*Work request*.
Every line of the data is to be output verbatim.

*Recorded information*.
Segment Open

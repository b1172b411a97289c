// SPDX-License-Identifier: BUSL-1.1
// Copyright (c) 2026 Alfred Jean LLC

//! `af` — the minimal operator CLI against a running `agent-forge`
//! daemon. Interactive setup/service-install entry points are external
//! collaborators per spec §1's scope line; this binary only exposes the
//! spawn/list/kill/send/control surface the Agent Manager's operations
//! table (spec §4.5) implies a human or script needs.

mod client;
mod output;

use std::path::PathBuf;

use af_daemon::protocol::{Request, Response};
use anyhow::Result;
use clap::{Parser, Subcommand};

use client::Client;

#[derive(Parser)]
#[command(name = "af", version, about = "Operator CLI for the agent-forge daemon")]
struct Cli {
    /// Path to the daemon's control socket (defaults to the same
    /// resolution order as the daemon's state directory).
    #[arg(long, global = true)]
    socket: Option<PathBuf>,

    #[command(subcommand)]
    command: Command,
}

#[derive(Subcommand)]
enum Command {
    /// Spawn a new agent in a project.
    Spawn {
        project: String,
        task: String,
        #[arg(long)]
        profile: Option<String>,
    },
    /// List every agent the daemon knows about.
    List,
    /// Show one agent by id.
    Get { id: String },
    /// Kill an agent: end its session, remove its workspace.
    Kill { id: String },
    /// Kill then re-spawn an agent with the same project/task/profile.
    Restart { id: String },
    /// Send a text message to an agent's session.
    Send { id: String, text: String },
    /// Send a control action (approve/reject/interrupt/up/down/...).
    Control { id: String, action: String },
}

fn default_socket_path() -> PathBuf {
    af_daemon::Paths::resolve()
        .map(|p| p.socket_path)
        .unwrap_or_else(|_| PathBuf::from("/tmp/agent-forge/daemon.sock"))
}

#[tokio::main]
async fn main() -> Result<()> {
    let cli = Cli::parse();
    let socket_path = cli.socket.unwrap_or_else(default_socket_path);
    let client = Client::new(socket_path);

    let request = match cli.command {
        Command::Spawn { project, task, profile } => Request::Spawn { project, task, profile },
        Command::List => Request::List,
        Command::Get { id } => Request::Get { id },
        Command::Kill { id } => Request::Kill { id },
        Command::Restart { id } => Request::Restart { id },
        Command::Send { id, text } => Request::SendMessage { id, text },
        Command::Control { id, action } => Request::SendControl { id, action },
    };

    let response = client.call(request).await?;
    output::print(&response);

    if matches!(response, Response::Error { .. } | Response::NotFound) {
        std::process::exit(1);
    }
    Ok(())
}
use super::*;

#[test]
fn acquire_writes_pid_and_a_second_acquire_fails() {
    let dir = tempfile::tempdir().unwrap();
    let path = dir.path().join("daemon.pid");

    let lock = InstanceLock::acquire(&path).unwrap();
    assert_eq!(lock.path(), path.as_path());

    let contents = std::fs::read_to_string(&path).unwrap();
    assert_eq!(contents.trim(), std::process::id().to_string());

    let second = InstanceLock::acquire(&path);
    assert!(matches!(second, Err(DaemonError::AlreadyRunning(_))));
}

#[test]
fn lock_is_released_on_drop() {
    let dir = tempfile::tempdir().unwrap();
    let path = dir.path().join("daemon.pid");

    {
        let _lock = InstanceLock::acquire(&path).unwrap();
    }

    let reacquired = InstanceLock::acquire(&path);
    assert!(reacquired.is_ok());
}
// SPDX-License-Identifier: BUSL-1.1
// Copyright (c) 2026 Alfred Jean LLC

//! Start sequence replay: the scripted post-boot actions a profile can
//! attach to a spawn, per spec §4.5. Runs after session creation;
//! failures downgrade to logged warnings and never abort the agent.

use af_adapters::inference::{self, InferenceRuleset};
use af_adapters::session::{ControlKey, SessionAdapter};
use af_core::{AgentStatus, StartDirective};
use std::time::Duration;

/// Poll interval while waiting for idle, matching the adapters crate's
/// `FORGE_START_SEQUENCE_POLL_MS`-tunable default.
const POLL_INTERVAL: Duration = Duration::from_millis(500);

/// Walk `directives` in order against `session_name`, sleeping for
/// `wait`, injecting text for `send`, and polling for idle on
/// `wait_for_idle`. Every step failure is logged and skipped rather than
/// aborting the sequence.
pub async fn replay<S: SessionAdapter>(sessions: &S, session_name: &str, directives: &[StartDirective]) {
    for directive in directives {
        match directive {
            StartDirective::Wait { seconds } => {
                tokio::time::sleep(Duration::from_secs(*seconds)).await;
            }
            StartDirective::Send { text } => {
                if let Err(e) = sessions.send_text(session_name, text).await {
                    tracing::warn!(session = session_name, error = %e, "start sequence send failed");
                    continue;
                }
                if let Err(e) = sessions.send_control(session_name, ControlKey::Enter).await {
                    tracing::warn!(session = session_name, error = %e, "start sequence enter failed");
                }
            }
            StartDirective::WaitForIdle { timeout_seconds } => {
                wait_for_idle(sessions, session_name, Duration::from_secs(*timeout_seconds)).await;
            }
        }
    }
}

async fn wait_for_idle<S: SessionAdapter>(sessions: &S, session_name: &str, timeout: Duration) {
    let ruleset = InferenceRuleset::default();
    let deadline = tokio::time::Instant::now() + timeout;
    let mut prior_capture = String::new();
    let mut prior_status = AgentStatus::Starting;

    loop {
        if tokio::time::Instant::now() >= deadline {
            tracing::warn!(session = session_name, "wait_for_idle timed out");
            return;
        }

        let capture = match sessions.capture(session_name, None).await {
            Ok(c) => c,
            Err(e) => {
                tracing::warn!(session = session_name, error = %e, "wait_for_idle capture failed");
                tokio::time::sleep(POLL_INTERVAL).await;
                continue;
            }
        };

        let status = inference::classify(&capture, &prior_capture, prior_status, &ruleset);
        if matches!(status, AgentStatus::Idle | AgentStatus::WaitingInput) {
            return;
        }
        prior_status = status;
        prior_capture = capture;
        tokio::time::sleep(POLL_INTERVAL).await;
    }
}

#[cfg(test)]
#[path = "start_sequence_tests.rs"]
mod tests;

Segment Closed

*Solution to the problem*.
repository b1172b411a97289c
// SPDX-License-Identifier: BUSL-1.1
// Copyright (c) 2026 Alfred Jean LLC

//! `af` — the minimal operator CLI against a running `agent-forge`
//! daemon. Interactive setup/service-install entry points are external
//! collaborators per spec §1's scope line; this binary only exposes the
//! spawn/list/kill/send/control surface the Agent Manager's operations
//! table (spec §4.5) implies a human or script needs.

mod client;
mod output;

use std::path::PathBuf;

use af_daemon::protocol::{Request, Response};
use anyhow::Result;
use clap::{Parser, Subcommand};

use client::Client;

#[derive(Parser)]
#[command(name = "af", version, about = "Operator CLI for the agent-forge daemon")]
struct Cli {
    /// Path to the daemon's control socket (defaults to the same
    /// resolution order as the daemon's state directory).
    #[arg(long, global = true)]
    socket: Option<PathBuf>,

    #[command(subcommand)]
    command: Command,
}

#[derive(Subcommand)]
enum Command {
    /// Spawn a new agent in a project.
    Spawn {
        project: String,
        task: String,
        #[arg(long)]
        profile: Option<String>,
    },
    /// List every agent the daemon knows about.
    List,
    /// Show one agent by id.
    Get { id: String },
    /// Kill an agent: end its session, remove its workspace.
    Kill { id: String },
    /// Kill then re-spawn an agent with the same project/task/profile.
    Restart { id: String },
    /// Send a text message to an agent's session.
    Send { id: String, text: String },
    /// Send a control action (approve/reject/interrupt/up/down/...).
    Control { id: String, action: String },
}

fn default_socket_path() -> PathBuf {
    af_daemon::Paths::resolve()
        .map(|p| p.socket_path)
        .unwrap_or_else(|_| PathBuf::from("/tmp/agent-forge/daemon.sock"))
}

#[tokio::main]
async fn main() -> Result<()> {
    let cli = Cli::parse();
    let socket_path = cli.socket.unwrap_or_else(default_socket_path);
    let client = Client::new(socket_path);

    let request = match cli.command {
        Command::Spawn { project, task, profile } => Request::Spawn { project, task, profile },
        Command::List => Request::List,
        Command::Get { id } => Request::Get { id },
        Command::Kill { id } => Request::Kill { id },
        Command::Restart { id } => Request::Restart { id },
        Command::Send { id, text } => Request::SendMessage { id, text },
        Command::Control { id, action } => Request::SendControl { id, action },
    };

    let response = client.call(request).await?;
    output::print(&response);

    if matches!(response, Response::Error { .. } | Response::NotFound) {
        std::process::exit(1);
    }
    Ok(())
}
use super::*;

#[test]
fn acquire_writes_pid_and_a_second_acquire_fails() {
    let dir = tempfile::tempdir().unwrap();
    let path = dir.path().join("daemon.pid");

    let lock = InstanceLock::acquire(&path).unwrap();
    assert_eq!(lock.path(), path.as_path());

    let contents = std::fs::read_to_string(&path).unwrap();
    assert_eq!(contents.trim(), std::process::id().to_string());

    let second = InstanceLock::acquire(&path);
    assert!(matches!(second, Err(DaemonError::AlreadyRunning(_))));
}

#[test]
fn lock_is_released_on_drop() {
    let dir = tempfile::tempdir().unwrap();
    let path = dir.path().join("daemon.pid");

    {
        let _lock = InstanceLock::acquire(&path).unwrap();
    }

    let reacquired = InstanceLock::acquire(&path);
    assert!(reacquired.is_ok());
}
// SPDX-License-Identifier: BUSL-1.1
// Copyright (c) 2026 Alfred Jean LLC

//! Start sequence replay: the scripted post-boot actions a profile can
//! attach to a spawn, per spec §4.5. Runs after session creation;
//! failures downgrade to logged warnings and never abort the agent.

use af_adapters::inference::{self, InferenceRuleset};
use af_adapters::session::{ControlKey, SessionAdapter};
use af_core::{AgentStatus, StartDirective};
use std::time::Duration;

/// Poll interval while waiting for idle, matching the adapters crate's
/// `FORGE_START_SEQUENCE_POLL_MS`-tunable default.
const POLL_INTERVAL: Duration = Duration::from_millis(500);

/// Walk `directives` in order against `session_name`, sleeping for
/// `wait`, injecting text for `send`, and polling for idle on
/// `wait_for_idle`. Every step failure is logged and skipped rather than
/// aborting the sequence.
pub async fn replay<S: SessionAdapter>(sessions: &S, session_name: &str, directives: &[StartDirective]) {
    for directive in directives {
        match directive {
            StartDirective::Wait { seconds } => {
                tokio::time::sleep(Duration::from_secs(*seconds)).await;
            }
            StartDirective::Send { text } => {
                if let Err(e) = sessions.send_text(session_name, text).await {
                    tracing::warn!(session = session_name, error = %e, "start sequence send failed");
                    continue;
                }
                if let Err(e) = sessions.send_control(session_name, ControlKey::Enter).await {
                    tracing::warn!(session = session_name, error = %e, "start sequence enter failed");
                }
            }
            StartDirective::WaitForIdle { timeout_seconds } => {
                wait_for_idle(sessions, session_name, Duration::from_secs(*timeout_seconds)).await;
            }
        }
    }
}

async fn wait_for_idle<S: SessionAdapter>(sessions: &S, session_name: &str, timeout: Duration) {
    let ruleset = InferenceRuleset::default();
    let deadline = tokio::time::Instant::now() + timeout;
    let mut prior_capture = String::new();
    let mut prior_status = AgentStatus::Starting;

    loop {
        if tokio::time::Instant::now() >= deadline {
            tracing::warn!(session = session_name, "wait_for_idle timed out");
            return;
        }

        let capture = match sessions.capture(session_name, None).await {
            Ok(c) => c,
            Err(e) => {
                tracing::warn!(session = session_name, error = %e, "wait_for_idle capture failed");
                tokio::time::sleep(POLL_INTERVAL).await;
                continue;
            }
        };

        let status = inference::classify(&capture, &prior_capture, prior_status, &ruleset);
        if matches!(status, AgentStatus::Idle | AgentStatus::WaitingInput) {
            return;
        }
        prior_status = status;
        prior_capture = capture;
        tokio::time::sleep(POLL_INTERVAL).await;
    }
}

#[cfg(test)]
#[path = "start_sequence_tests.rs"]
mod tests;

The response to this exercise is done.